» Activity
Repeat the lines from the line with "and /registrations handlers." to the line with "use super::ApiState;" in the listing below, keeping both end lines and adding nothing.

<<<<

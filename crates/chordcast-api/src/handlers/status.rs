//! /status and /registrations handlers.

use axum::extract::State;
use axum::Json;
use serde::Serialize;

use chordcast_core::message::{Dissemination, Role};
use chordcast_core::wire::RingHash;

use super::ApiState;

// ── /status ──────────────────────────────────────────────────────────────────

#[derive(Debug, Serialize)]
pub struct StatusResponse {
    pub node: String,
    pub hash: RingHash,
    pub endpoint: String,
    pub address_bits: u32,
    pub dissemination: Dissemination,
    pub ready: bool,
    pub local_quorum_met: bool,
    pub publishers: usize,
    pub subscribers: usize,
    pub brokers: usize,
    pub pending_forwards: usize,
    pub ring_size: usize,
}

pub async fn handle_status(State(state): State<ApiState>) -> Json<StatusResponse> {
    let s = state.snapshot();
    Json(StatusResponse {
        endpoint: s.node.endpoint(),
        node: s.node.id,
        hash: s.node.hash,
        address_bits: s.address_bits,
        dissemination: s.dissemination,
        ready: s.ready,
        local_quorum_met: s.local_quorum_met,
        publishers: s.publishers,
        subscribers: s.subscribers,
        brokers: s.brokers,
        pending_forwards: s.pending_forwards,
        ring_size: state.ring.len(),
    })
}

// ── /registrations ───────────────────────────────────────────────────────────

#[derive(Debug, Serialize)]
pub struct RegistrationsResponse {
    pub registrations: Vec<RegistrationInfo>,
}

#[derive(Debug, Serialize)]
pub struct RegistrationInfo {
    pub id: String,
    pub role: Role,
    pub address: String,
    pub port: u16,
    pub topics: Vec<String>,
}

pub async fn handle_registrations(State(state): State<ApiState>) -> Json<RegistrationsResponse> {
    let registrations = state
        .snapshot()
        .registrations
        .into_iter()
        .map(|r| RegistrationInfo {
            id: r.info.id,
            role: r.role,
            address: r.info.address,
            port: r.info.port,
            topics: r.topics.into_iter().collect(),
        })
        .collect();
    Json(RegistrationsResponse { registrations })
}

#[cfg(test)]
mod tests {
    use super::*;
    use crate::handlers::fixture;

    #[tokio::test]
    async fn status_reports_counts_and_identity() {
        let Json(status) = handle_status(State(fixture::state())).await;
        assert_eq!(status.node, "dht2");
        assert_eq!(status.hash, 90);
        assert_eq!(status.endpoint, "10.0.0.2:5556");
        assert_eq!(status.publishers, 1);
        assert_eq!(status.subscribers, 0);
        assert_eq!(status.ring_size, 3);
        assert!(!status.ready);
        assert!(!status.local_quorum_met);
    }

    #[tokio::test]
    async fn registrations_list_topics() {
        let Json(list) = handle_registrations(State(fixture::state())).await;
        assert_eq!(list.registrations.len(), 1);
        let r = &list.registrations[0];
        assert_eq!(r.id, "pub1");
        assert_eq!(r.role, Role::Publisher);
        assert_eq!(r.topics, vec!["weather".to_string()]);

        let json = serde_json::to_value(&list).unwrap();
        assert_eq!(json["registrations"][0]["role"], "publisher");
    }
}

>>>>
<<<<

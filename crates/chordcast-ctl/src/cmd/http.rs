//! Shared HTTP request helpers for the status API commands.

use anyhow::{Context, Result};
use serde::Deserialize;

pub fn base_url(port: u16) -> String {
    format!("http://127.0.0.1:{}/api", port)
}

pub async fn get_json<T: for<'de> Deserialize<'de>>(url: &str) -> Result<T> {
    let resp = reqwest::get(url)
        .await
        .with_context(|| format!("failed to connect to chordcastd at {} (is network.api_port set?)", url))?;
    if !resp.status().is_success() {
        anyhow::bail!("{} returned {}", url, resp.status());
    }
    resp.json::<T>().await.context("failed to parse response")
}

>>>>

» Task solution
//! /status and /registrations handlers.

use axum::extract::State;
use axum::Json;
use serde::Serialize;

use chordcast_core::message::{Dissemination, Role};
use chordcast_core::wire::RingHash;

use super::ApiState;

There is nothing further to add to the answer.